(Task prompt):
Whenever a line below mentions the word "message", that line should be copied.
=-=-=
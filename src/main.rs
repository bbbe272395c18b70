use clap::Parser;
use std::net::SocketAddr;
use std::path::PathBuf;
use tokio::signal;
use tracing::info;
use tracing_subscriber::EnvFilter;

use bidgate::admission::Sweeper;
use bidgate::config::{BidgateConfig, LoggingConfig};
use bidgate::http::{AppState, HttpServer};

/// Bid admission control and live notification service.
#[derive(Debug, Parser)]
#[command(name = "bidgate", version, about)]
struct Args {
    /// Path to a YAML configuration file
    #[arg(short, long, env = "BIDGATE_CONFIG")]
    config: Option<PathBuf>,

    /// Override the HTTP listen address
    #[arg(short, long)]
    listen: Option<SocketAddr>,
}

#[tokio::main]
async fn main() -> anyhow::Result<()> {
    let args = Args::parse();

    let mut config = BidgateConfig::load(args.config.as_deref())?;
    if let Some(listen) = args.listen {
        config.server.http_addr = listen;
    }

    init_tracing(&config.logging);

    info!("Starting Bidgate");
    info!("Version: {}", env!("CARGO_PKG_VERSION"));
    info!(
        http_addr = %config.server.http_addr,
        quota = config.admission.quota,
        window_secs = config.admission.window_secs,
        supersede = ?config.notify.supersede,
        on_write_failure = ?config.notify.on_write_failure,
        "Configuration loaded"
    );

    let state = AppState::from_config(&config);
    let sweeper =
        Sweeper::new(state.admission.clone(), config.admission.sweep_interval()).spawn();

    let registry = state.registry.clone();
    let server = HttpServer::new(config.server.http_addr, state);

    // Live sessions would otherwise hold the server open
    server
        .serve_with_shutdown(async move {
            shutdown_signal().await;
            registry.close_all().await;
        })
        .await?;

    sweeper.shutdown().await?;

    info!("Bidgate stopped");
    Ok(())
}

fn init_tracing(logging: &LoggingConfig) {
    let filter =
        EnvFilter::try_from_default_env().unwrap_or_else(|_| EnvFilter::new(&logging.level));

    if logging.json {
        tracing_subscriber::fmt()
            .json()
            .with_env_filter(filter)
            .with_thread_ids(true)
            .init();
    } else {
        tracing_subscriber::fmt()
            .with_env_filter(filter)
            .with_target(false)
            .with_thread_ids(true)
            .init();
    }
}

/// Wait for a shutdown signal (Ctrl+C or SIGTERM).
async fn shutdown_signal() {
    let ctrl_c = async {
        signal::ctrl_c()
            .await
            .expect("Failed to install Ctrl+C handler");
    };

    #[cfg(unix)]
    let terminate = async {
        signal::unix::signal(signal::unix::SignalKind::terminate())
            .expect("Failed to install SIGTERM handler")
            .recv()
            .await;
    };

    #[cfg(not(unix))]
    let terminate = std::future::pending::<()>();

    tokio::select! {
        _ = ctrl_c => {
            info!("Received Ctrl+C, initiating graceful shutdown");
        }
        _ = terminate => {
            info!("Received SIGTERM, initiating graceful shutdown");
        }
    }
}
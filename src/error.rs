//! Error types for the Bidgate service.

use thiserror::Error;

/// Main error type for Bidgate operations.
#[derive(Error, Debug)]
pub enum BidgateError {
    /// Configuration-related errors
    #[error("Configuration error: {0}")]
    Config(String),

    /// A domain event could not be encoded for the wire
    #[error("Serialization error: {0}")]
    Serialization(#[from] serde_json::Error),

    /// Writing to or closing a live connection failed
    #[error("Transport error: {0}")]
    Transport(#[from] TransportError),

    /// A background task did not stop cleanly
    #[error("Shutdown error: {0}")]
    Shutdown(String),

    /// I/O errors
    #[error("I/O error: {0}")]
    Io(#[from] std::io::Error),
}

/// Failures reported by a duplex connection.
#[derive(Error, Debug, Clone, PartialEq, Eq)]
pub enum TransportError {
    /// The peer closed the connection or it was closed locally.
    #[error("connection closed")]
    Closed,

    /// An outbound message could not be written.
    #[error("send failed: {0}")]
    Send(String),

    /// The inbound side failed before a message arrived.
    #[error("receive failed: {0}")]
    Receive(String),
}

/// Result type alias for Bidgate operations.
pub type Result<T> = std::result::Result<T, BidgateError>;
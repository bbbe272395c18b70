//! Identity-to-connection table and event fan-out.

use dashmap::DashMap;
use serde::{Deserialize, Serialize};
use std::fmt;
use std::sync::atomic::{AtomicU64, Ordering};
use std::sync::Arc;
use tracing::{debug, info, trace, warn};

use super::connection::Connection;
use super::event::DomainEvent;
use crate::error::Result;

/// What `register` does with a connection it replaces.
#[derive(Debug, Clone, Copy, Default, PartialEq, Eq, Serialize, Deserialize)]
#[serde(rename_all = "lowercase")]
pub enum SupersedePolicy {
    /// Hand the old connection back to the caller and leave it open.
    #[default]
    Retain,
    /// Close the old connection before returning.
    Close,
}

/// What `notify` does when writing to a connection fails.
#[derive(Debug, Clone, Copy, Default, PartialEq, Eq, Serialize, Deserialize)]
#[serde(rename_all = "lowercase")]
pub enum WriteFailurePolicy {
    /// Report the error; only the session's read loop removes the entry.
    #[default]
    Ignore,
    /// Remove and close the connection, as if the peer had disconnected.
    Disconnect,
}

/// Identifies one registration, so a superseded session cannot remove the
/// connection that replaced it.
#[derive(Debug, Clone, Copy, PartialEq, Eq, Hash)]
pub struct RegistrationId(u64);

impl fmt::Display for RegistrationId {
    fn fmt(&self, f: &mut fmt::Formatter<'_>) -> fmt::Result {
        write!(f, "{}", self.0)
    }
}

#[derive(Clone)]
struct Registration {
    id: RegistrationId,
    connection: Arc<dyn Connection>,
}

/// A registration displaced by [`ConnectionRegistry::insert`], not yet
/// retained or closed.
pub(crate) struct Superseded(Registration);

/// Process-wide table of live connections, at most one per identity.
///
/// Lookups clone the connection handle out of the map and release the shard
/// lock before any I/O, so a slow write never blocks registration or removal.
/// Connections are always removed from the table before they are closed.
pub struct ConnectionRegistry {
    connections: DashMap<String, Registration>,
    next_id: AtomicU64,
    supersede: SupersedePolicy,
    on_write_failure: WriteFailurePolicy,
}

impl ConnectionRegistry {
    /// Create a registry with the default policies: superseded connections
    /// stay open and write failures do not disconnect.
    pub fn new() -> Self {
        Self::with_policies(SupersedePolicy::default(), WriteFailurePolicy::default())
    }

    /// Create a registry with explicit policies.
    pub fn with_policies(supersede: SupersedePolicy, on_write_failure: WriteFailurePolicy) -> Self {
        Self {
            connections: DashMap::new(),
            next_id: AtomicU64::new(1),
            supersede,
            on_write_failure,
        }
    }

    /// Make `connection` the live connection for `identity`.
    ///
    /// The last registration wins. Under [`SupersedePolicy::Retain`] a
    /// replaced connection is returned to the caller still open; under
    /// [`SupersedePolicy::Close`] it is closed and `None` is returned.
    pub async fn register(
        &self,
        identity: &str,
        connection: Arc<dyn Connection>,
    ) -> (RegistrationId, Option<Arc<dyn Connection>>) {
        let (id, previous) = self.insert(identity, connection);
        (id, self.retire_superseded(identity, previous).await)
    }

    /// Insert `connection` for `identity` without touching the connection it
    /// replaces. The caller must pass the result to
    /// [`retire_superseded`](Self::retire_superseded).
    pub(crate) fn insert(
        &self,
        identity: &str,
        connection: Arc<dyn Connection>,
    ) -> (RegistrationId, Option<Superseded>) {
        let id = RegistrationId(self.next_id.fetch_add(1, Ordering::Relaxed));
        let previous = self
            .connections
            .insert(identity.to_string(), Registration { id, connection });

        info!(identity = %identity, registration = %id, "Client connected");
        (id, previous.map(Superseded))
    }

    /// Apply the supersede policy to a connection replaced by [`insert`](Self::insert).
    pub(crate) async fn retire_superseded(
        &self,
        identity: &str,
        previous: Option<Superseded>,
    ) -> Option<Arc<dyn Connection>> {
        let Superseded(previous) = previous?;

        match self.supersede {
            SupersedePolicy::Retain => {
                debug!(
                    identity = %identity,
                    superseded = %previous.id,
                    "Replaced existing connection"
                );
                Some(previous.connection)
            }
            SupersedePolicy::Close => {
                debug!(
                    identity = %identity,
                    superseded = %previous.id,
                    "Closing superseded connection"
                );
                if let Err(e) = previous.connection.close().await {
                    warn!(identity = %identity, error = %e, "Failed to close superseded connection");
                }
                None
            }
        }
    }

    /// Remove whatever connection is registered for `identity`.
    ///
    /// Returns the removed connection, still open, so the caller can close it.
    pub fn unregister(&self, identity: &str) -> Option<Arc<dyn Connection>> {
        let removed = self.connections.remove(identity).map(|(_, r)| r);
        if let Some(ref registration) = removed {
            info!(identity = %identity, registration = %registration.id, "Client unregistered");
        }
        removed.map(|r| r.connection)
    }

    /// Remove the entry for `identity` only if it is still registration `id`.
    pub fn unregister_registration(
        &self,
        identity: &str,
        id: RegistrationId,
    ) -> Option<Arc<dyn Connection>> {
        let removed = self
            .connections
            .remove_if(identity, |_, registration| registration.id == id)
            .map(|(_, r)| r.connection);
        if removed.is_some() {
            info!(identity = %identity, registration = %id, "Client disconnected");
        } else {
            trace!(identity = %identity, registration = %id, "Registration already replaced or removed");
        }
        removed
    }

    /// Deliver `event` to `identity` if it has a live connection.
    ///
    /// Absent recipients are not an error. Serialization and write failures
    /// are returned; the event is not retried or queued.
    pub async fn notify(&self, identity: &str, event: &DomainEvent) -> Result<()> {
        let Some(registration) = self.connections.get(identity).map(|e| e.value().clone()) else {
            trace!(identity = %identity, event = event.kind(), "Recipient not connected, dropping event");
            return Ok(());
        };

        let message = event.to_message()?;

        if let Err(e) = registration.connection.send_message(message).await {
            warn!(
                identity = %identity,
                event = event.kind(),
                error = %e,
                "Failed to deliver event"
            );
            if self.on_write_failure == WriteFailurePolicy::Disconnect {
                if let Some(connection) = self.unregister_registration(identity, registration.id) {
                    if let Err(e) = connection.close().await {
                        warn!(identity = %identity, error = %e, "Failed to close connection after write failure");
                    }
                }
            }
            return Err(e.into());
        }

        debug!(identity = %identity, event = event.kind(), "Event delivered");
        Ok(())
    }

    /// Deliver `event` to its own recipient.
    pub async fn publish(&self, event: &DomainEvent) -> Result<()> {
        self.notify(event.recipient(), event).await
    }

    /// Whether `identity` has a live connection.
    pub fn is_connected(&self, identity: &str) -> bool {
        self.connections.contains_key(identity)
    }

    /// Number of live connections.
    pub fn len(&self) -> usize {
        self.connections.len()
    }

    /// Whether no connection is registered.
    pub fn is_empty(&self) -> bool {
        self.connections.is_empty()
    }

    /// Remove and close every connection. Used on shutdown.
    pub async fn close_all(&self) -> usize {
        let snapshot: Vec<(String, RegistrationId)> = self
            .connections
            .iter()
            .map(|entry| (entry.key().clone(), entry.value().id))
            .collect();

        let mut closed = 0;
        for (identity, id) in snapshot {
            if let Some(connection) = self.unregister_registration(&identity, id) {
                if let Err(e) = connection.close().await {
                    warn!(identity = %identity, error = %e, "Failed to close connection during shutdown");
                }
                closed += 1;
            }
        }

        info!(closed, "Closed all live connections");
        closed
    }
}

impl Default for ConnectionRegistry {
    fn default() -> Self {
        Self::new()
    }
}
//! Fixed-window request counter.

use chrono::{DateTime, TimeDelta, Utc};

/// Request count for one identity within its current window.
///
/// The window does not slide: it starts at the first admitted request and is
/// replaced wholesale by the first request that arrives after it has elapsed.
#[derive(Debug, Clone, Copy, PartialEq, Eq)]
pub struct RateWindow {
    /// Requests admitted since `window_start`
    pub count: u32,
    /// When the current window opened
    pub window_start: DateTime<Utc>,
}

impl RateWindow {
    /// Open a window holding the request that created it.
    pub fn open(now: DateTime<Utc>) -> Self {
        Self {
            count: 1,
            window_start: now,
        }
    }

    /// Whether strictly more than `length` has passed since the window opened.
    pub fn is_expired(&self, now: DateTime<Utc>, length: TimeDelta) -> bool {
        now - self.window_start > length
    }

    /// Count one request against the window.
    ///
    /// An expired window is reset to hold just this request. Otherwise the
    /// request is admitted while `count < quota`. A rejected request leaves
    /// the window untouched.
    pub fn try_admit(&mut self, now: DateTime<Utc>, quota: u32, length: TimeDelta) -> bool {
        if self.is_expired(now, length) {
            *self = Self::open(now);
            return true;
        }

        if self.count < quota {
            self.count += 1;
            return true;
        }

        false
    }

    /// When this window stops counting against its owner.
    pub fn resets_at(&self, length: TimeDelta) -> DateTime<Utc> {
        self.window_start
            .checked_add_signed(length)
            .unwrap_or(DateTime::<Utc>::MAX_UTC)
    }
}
=-=-=
(Written answer):
    /// An outbound message could not be written.
    /// The inbound side failed before a message arrived.
        let message = event.to_message()?;
        if let Err(e) = registration.connection.send_message(message).await {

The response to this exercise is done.